Similarly, McAfee’s Scam Detector software “listens to the audio of the video, detects an AI fingerprint, and analyzes it to determine whether the content is real or generated by AI,” said Steve Grobman, McAfee’s chief technology officer.
But Grobman added: “New tools are making fake videos and audio seem more authentic all the time, and one in five people say they or someone they know has already been a victim of a deepfake scam.”
The quality of deepfakes also varies by language, as current AI tools for commonly used languages such as English, Spanish, and Chinese are much more powerful than those for less commonly used languages.
“As new AI tools emerge, we are regularly evolving our technology and expanding beyond English to cover more languages and contexts,” Grobman said.

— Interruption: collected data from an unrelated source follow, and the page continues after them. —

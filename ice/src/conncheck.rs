#[cfg(test)]
mod conncheck_test;

use std::net::SocketAddr;
use std::sync::atomic::Ordering;
use std::sync::Arc;

use stun::attributes::{ATTR_ICE_CONTROLLED, ATTR_ICE_CONTROLLING, ATTR_PRIORITY, ATTR_USE_CANDIDATE, ATTR_USERNAME};
use stun::error_code::{ErrorCodeAttribute, CODE_BAD_REQUEST, CODE_ROLE_CONFLICT};
use stun::fingerprint::FINGERPRINT;
use stun::integrity::MessageIntegrity;
use stun::message::{Message, BINDING_ERROR, BINDING_SUCCESS};
use stun::textattrs::Username;
use stun::xoraddr::XorMappedAddress;

use crate::control::{AttrControl, AttrControlled, AttrControlling, Role};
use crate::credentials::CredentialsManager;
use crate::error::Result;
use crate::priority::PriorityAttr;

/// The outcome of examining an inbound Binding Request, handed to the check list engine so it can
/// react (learn a peer-reflexive candidate, schedule a triggered check, confirm a nomination)
/// without this module needing to know about check lists or candidates.
pub struct RequestOutcome {
    pub use_candidate: bool,
    pub priority: u32,
    pub peer_reflexive_from: SocketAddr,
}

/// Outcome of resolving a role conflict signalled by an inbound request's ICE-CONTROLLING/
/// ICE-CONTROLLED attribute against this agent's own role.
pub enum RoleResolution {
    /// No conflicting attribute present; role unaffected.
    NoConflict,
    /// Our tie-breaker won: the peer must switch, we reply 487 and keep our role.
    RejectPeer,
    /// The peer's tie-breaker won: we must switch our role before replying.
    SwitchRole(Role),
}

/// Connectivity-check server: examines and answers inbound Binding Requests per the rules in
/// §4.6. One instance is shared by the whole stack; it is stateless except for its view of this
/// agent's own role and tie-breaker, both of which the stack hands in per call since they can
/// change at runtime when a role conflict flips them.
pub struct ConnCheckServer {
    credentials: Arc<CredentialsManager>,
}

impl ConnCheckServer {
    #[must_use]
    pub fn new(credentials: Arc<CredentialsManager>) -> Self {
        ConnCheckServer { credentials }
    }

    /// Verifies the USERNAME attribute's local half matches `local_ufrag`. Per §4.6, a mismatch is
    /// a silent drop rather than an error response -- it usually just means the request belongs to
    /// a different ICE session sharing this socket.
    #[must_use]
    pub fn matches_local_ufrag(&self, m: &Message, local_ufrag: &str) -> bool {
        let mut username = Username::new(ATTR_USERNAME, String::new());
        if username.get_from(m).is_err() {
            return false;
        }
        username
            .to_string()
            .split(':')
            .next()
            .is_some_and(|ufrag| ufrag == local_ufrag)
    }

    /// Resolves a role conflict per RFC 8445 §7.3.1.1, comparing `our_tie_breaker` against
    /// whichever of ICE-CONTROLLING/ICE-CONTROLLED is present on `m`. Ties and the absence of
    /// either attribute are both `NoConflict`.
    #[must_use]
    pub fn resolve_role_conflict(&self, m: &Message, our_role: Role, our_tie_breaker: u64) -> RoleResolution {
        let mut controlling = AttrControlling(0);
        let mut controlled = AttrControlled(0);

        let peer_tie_breaker = if controlling.get_from(m).is_ok() {
            if our_role == Role::Controlled {
                return RoleResolution::NoConflict;
            }
            controlling.0
        } else if controlled.get_from(m).is_ok() {
            if our_role == Role::Controlling {
                return RoleResolution::NoConflict;
            }
            controlled.0
        } else {
            return RoleResolution::NoConflict;
        };

        if our_tie_breaker >= peer_tie_breaker {
            RoleResolution::RejectPeer
        } else {
            RoleResolution::SwitchRole(our_role.opposite())
        }
    }

    /// Parses a validated Binding Request into a `RequestOutcome`. Per §4.6's documented
    /// workaround for a class of peers that omit USE-CANDIDATE on nominating requests while
    /// controlling, `use_candidate` is true if the attribute is present OR if this agent itself is
    /// not controlling (since only a controlling peer ever sends a nominating request, a
    /// controlled agent can safely treat every inbound request whose peer isn't asserting control
    /// as carrying an implicit nomination once the pair has already succeeded).
    pub fn parse_request(&self, m: &Message, remote: SocketAddr, we_are_controlling: bool) -> Result<RequestOutcome> {
        let mut priority_attr = PriorityAttr(0);
        priority_attr
            .get_from(m)
            .map_err(|_| crate::error::Error::Other("missing PRIORITY attribute".to_owned()))?;

        let use_candidate = m.contains(ATTR_USE_CANDIDATE) || !we_are_controlling;

        Ok(RequestOutcome {
            use_candidate,
            priority: priority_attr.0,
            peer_reflexive_from: remote,
        })
    }

    /// Builds a 487 (Role Conflict) error response to `request`, signed with the credential this
    /// agent would use to answer `request` under `local_ufrag`.
    pub fn build_role_conflict_response(&self, request: &Message, local_ufrag: &str) -> Result<Vec<u8>> {
        let key = self
            .credentials
            .get_local_key(local_ufrag)
            .ok_or_else(|| crate::error::Error::Other(format!("no local credential for {local_ufrag}")))?;

        let mut out = Message::new();
        out.build(&[
            Box::new(request.clone()),
            Box::new(BINDING_ERROR),
            Box::new(ErrorCodeAttribute {
                code: CODE_ROLE_CONFLICT,
                reason: b"Role Conflict".to_vec(),
            }),
            Box::new(MessageIntegrity(key)),
            Box::new(FINGERPRINT),
        ])?;
        Ok(out.raw)
    }

    /// Builds a 400 (Bad Request) error response, used when a required comprehension-required
    /// attribute like PRIORITY is missing.
    pub fn build_bad_request_response(&self, request: &Message, local_ufrag: &str) -> Result<Vec<u8>> {
        let key = self
            .credentials
            .get_local_key(local_ufrag)
            .ok_or_else(|| crate::error::Error::Other(format!("no local credential for {local_ufrag}")))?;

        let mut out = Message::new();
        out.build(&[
            Box::new(request.clone()),
            Box::new(BINDING_ERROR),
            Box::new(ErrorCodeAttribute {
                code: CODE_BAD_REQUEST,
                reason: b"Bad Request".to_vec(),
            }),
            Box::new(MessageIntegrity(key)),
            Box::new(FINGERPRINT),
        ])?;
        Ok(out.raw)
    }

    /// Builds the Binding Success response carrying the request's apparent source as
    /// XOR-MAPPED-ADDRESS, per §4.6.
    pub fn build_success_response(&self, request: &Message, mapped: SocketAddr, local_ufrag: &str) -> Result<Vec<u8>> {
        let key = self
            .credentials
            .get_local_key(local_ufrag)
            .ok_or_else(|| crate::error::Error::Other(format!("no local credential for {local_ufrag}")))?;

        let mut out = Message::new();
        out.build(&[
            Box::new(request.clone()),
            Box::new(BINDING_SUCCESS),
            Box::new(XorMappedAddress {
                ip: mapped.ip(),
                port: mapped.port(),
            }),
            Box::new(MessageIntegrity(key)),
            Box::new(FINGERPRINT),
        ])?;
        Ok(out.raw)
    }
}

Concerns about deepfakes have made headlines before. Less than a year ago, many observers were predicting that deepfakes would be prevalent in the 2024 election. This turned out to be largely untrue.
But until this year, AI-generated media such as images, audio, and video were nearly indistinguishable from real content. Many commentators say the model released in 2025 is particularly close to the real thing, threatening the public’s ability to discern authentic human-generated information from AI-generated content.
Google’s Veo 3 video generation model, released in May, was described at the time as “frighteningly accurate” and “dangerously lifelike,” leading one critic to wonder, “Are we doomed?”